++++ EXERCISE DATA ++++
//! Keyboard level text editing at the caret.
//!
//! These stand in for what a browser does natively between key events:
//! the editor runs them before dispatching the matching plugin event.

use tracing::trace;

use super::{
    DeleteResult, InsertPoint, delete_selection, normalize_content_model, normalize_paragraph, split_paragraph,
};
use crate::model::{Block, BlockGroup, Segment, SegmentKind};

/// Types `text` at the caret, replacing an expanded selection. The new text
/// takes the format and link of the caret.
pub fn insert_text_at_marker(model: &mut BlockGroup, text: &str) -> bool {
    let result = delete_selection(model, None);
    let Some(point) = result.insert_point else {
        return false;
    };
    let Some(paragraph) = model.paragraph_at_mut(&point.paragraph) else {
        return false;
    };
    let Some(marker) = paragraph.segments.get(point.marker_index) else {
        return false;
    };

    let mut segment = Segment::text(text).with_format(marker.format.clone());
    segment.link = marker.link.clone();
    segment.code = marker.code.clone();
    paragraph.segments.insert(point.marker_index, segment);
    paragraph.is_implicit = false;
    normalize_paragraph(paragraph);
    if result.delete_result == DeleteResult::Range {
        normalize_content_model(model);
    }
    trace!(chars = text.chars().count(), "inserted text");
    true
}

/// Backspace. Removes the selection, or the character before the caret, or
/// joins the paragraph with the one before it.
pub fn delete_backward(model: &mut BlockGroup) -> bool {
    let result = delete_selection(model, None);
    let Some(point) = result.insert_point else {
        return false;
    };
    if result.delete_result == DeleteResult::Range {
        normalize_content_model(model);
        return true;
    }

    let Some(paragraph) = model.paragraph_at_mut(&point.paragraph) else {
        return false;
    };
    normalize_paragraph(paragraph);
    let Some(marker_index) = paragraph.marker_index() else {
        return false;
    };
    if let Some(index) = marker_index.checked_sub(1) {
        let remove = match &mut paragraph.segments[index].kind {
            SegmentKind::Text(text) => {
                text.pop();
                text.is_empty()
            }
            _ => true,
        };
        if remove {
            paragraph.segments.remove(index);
        }
        normalize_paragraph(paragraph);
        return true;
    }

    if point.paragraph.index == 0 {
        return false;
    }
    let previous = point.paragraph.index - 1;
    join_paragraphs(model, &point, previous)
}

/// Delete. Removes the selection, or the character after the caret, or
/// pulls the next paragraph up into this one.
pub fn delete_forward(model: &mut BlockGroup) -> bool {
    let result = delete_selection(model, None);
    let Some(point) = result.insert_point else {
        return false;
    };
    if result.delete_result == DeleteResult::Range {
        normalize_content_model(model);
        return true;
    }

    let Some(paragraph) = model.paragraph_at_mut(&point.paragraph) else {
        return false;
    };
    normalize_paragraph(paragraph);
    let Some(marker_index) = paragraph.marker_index() else {
        return false;
    };
    let next = marker_index + 1;
    let at_end = match paragraph.segments.get(next) {
        None => true,
        Some(segment) => segment.is_br() && next + 1 == paragraph.segments.len(),
    };
    if !at_end {
        let remove = match &mut paragraph.segments[next].kind {
            SegmentKind::Text(text) => {
                if !text.is_empty() {
                    text.remove(0);
                }
                text.is_empty()
            }
            _ => true,
        };
        if remove {
            paragraph.segments.remove(next);
        }
        normalize_paragraph(paragraph);
        return true;
    }

    let following = point.paragraph.index + 1;
    let mut next_point = point.clone();
    next_point.paragraph.index = following;
    join_paragraphs(model, &next_point, point.paragraph.index)
}

/// Enter. Splits the paragraph (and list item) at the caret.
pub fn insert_paragraph_break(model: &mut BlockGroup) -> bool {
    let Some(mut point) = delete_selection(model, None).insert_point else {
        return false;
    };
    let original = point.paragraph.clone();
    if split_paragraph(model, &mut point, None).is_none() {
        return false;
    }

    if let Some(paragraph) = model.paragraph_at_mut(&original) {
        normalize_paragraph(paragraph);
        if paragraph.segments.is_empty() {
            paragraph.segments.push(Segment::br());
        }
    }
    normalize_content_model(model);
    true
}

/// Moves the segments of the paragraph at `from` to the end of the
/// paragraph at `into_index` in the same group, then drops `from`.
fn join_paragraphs(model: &mut BlockGroup, from: &InsertPoint, into_index: usize) -> bool {
    let Some(group) = model.group_at_mut(&from.paragraph.group) else {
        return false;
    };
    let (Some(Block::Paragraph(_)), Some(Block::Paragraph(_))) =
        (group.blocks.get(into_index), group.blocks.get(from.paragraph.index))
    else {
        return false;
    };

    let Block::Paragraph(moved) = group.blocks.remove(from.paragraph.index) else {
        return false;
    };
    let Some(Block::Paragraph(target)) = group.blocks.get_mut(into_index) else {
        return false;
    };
    if target.segments.last().is_some_and(Segment::is_br) {
        target.segments.pop();
    }
    target.segments.extend(moved.segments);
    target.is_implicit = false;
    normalize_paragraph(target);
    trace!(into = into_index, "joined paragraphs");
    true
}

#[cfg(test)]
mod tests {
    use super::*;
    use crate::model::{BlockAddress, GroupPath, Paragraph, SegmentFormat};
    use crate::selection::{DomPosition, select_range};

    fn root(index: usize) -> BlockAddress {
        BlockAddress::new(GroupPath::root(), index)
    }

    fn caret(before: &str, after: &str) -> Paragraph {
        Paragraph::new().with_segments(vec![
            Segment::text(before),
            Segment::marker(SegmentFormat::default()),
            Segment::text(after),
        ])
    }

    fn texts(model: &BlockGroup) -> Vec<String> {
        model
            .blocks
            .iter()
            .filter_map(Block::as_paragraph)
            .map(Paragraph::text)
            .collect()
    }

    #[test]
    fn typed_text_takes_marker_format() {
        let bold = SegmentFormat::bold();
        let mut doc = BlockGroup::document().with_block(Paragraph::new().with_segments(vec![
            Segment::text("a"),
            Segment::marker(bold.clone()),
        ]));

        assert!(insert_text_at_marker(&mut doc, "b"));

        let paragraph = doc.paragraph_at(&root(0)).unwrap_or_else(|| panic!("paragraph gone"));
        assert_eq!(paragraph.text(), "ab");
        assert_eq!(paragraph.segments[1].format, bold);
        assert!(paragraph.segments[2].is_marker());
    }

    #[test]
    fn typing_replaces_selection() {
        let mut doc = BlockGroup::document().with_block(Paragraph::new().with_segment(Segment::text("hello")));
        select_range(&mut doc, &DomPosition::new(root(0), 1), &DomPosition::new(root(0), 4));

        assert!(insert_text_at_marker(&mut doc, "ipp"));

        assert_eq!(texts(&doc), vec!["hippo"]);
    }

    #[test]
    fn backspace_removes_previous_character() {
        let mut doc = BlockGroup::document().with_block(caret("abc", "d"));

        assert!(delete_backward(&mut doc));

        assert_eq!(texts(&doc), vec!["abd"]);
    }

    #[test]
    fn backspace_at_start_joins_paragraphs() {
        let mut doc = BlockGroup::document()
            .with_block(Paragraph::new().with_segments(vec![Segment::text("one"), Segment::br()]))
            .with_block(caret("", "two"));

        assert!(delete_backward(&mut doc));

        assert_eq!(texts(&doc), vec!["onetwo"]);
        assert!(InsertPoint::locate(&doc).is_some());
    }

    #[test]
    fn backspace_at_document_start_does_nothing() {
        let mut doc = BlockGroup::document().with_block(caret("", "x"));

        assert!(!delete_backward(&mut doc));
        assert_eq!(texts(&doc), vec!["x"]);
    }

    #[test]
    fn delete_removes_next_character_or_joins() {
        let mut doc = BlockGroup::document()
            .with_block(caret("a", "b"))
            .with_block(Paragraph::new().with_segment(Segment::text("next")));

        assert!(delete_forward(&mut doc));
        assert_eq!(texts(&doc), vec!["a", "next"]);

        assert!(delete_forward(&mut doc));
        assert_eq!(texts(&doc), vec!["anext"]);
    }

    #[test]
    fn enter_splits_paragraph() {
        let mut doc = BlockGroup::document().with_block(caret("ab", "cd"));

        assert!(insert_paragraph_break(&mut doc));

        assert_eq!(texts(&doc), vec!["ab", "cd"]);
        let point = InsertPoint::locate(&doc).unwrap_or_else(|| panic!("caret lost"));
        assert_eq!(point.paragraph, root(1));
        assert_eq!(point.marker_index, 0);
    }

    #[test]
    fn enter_at_paragraph_start_keeps_empty_line() {
        let mut doc = BlockGroup::document().with_block(caret("", "text"));

        assert!(insert_paragraph_break(&mut doc));

        assert_eq!(doc.blocks.len(), 2);
        assert_eq!(texts(&doc), vec!["\n", "text"]);
    }
}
++++
## TASK BRIEF
Lines containing the word "original" are to be pulled from the records and copied.

## OUTPUT OF THE EXERCISE
    let original = point.paragraph.clone();
    if let Some(paragraph) = model.paragraph_at_mut(&original) {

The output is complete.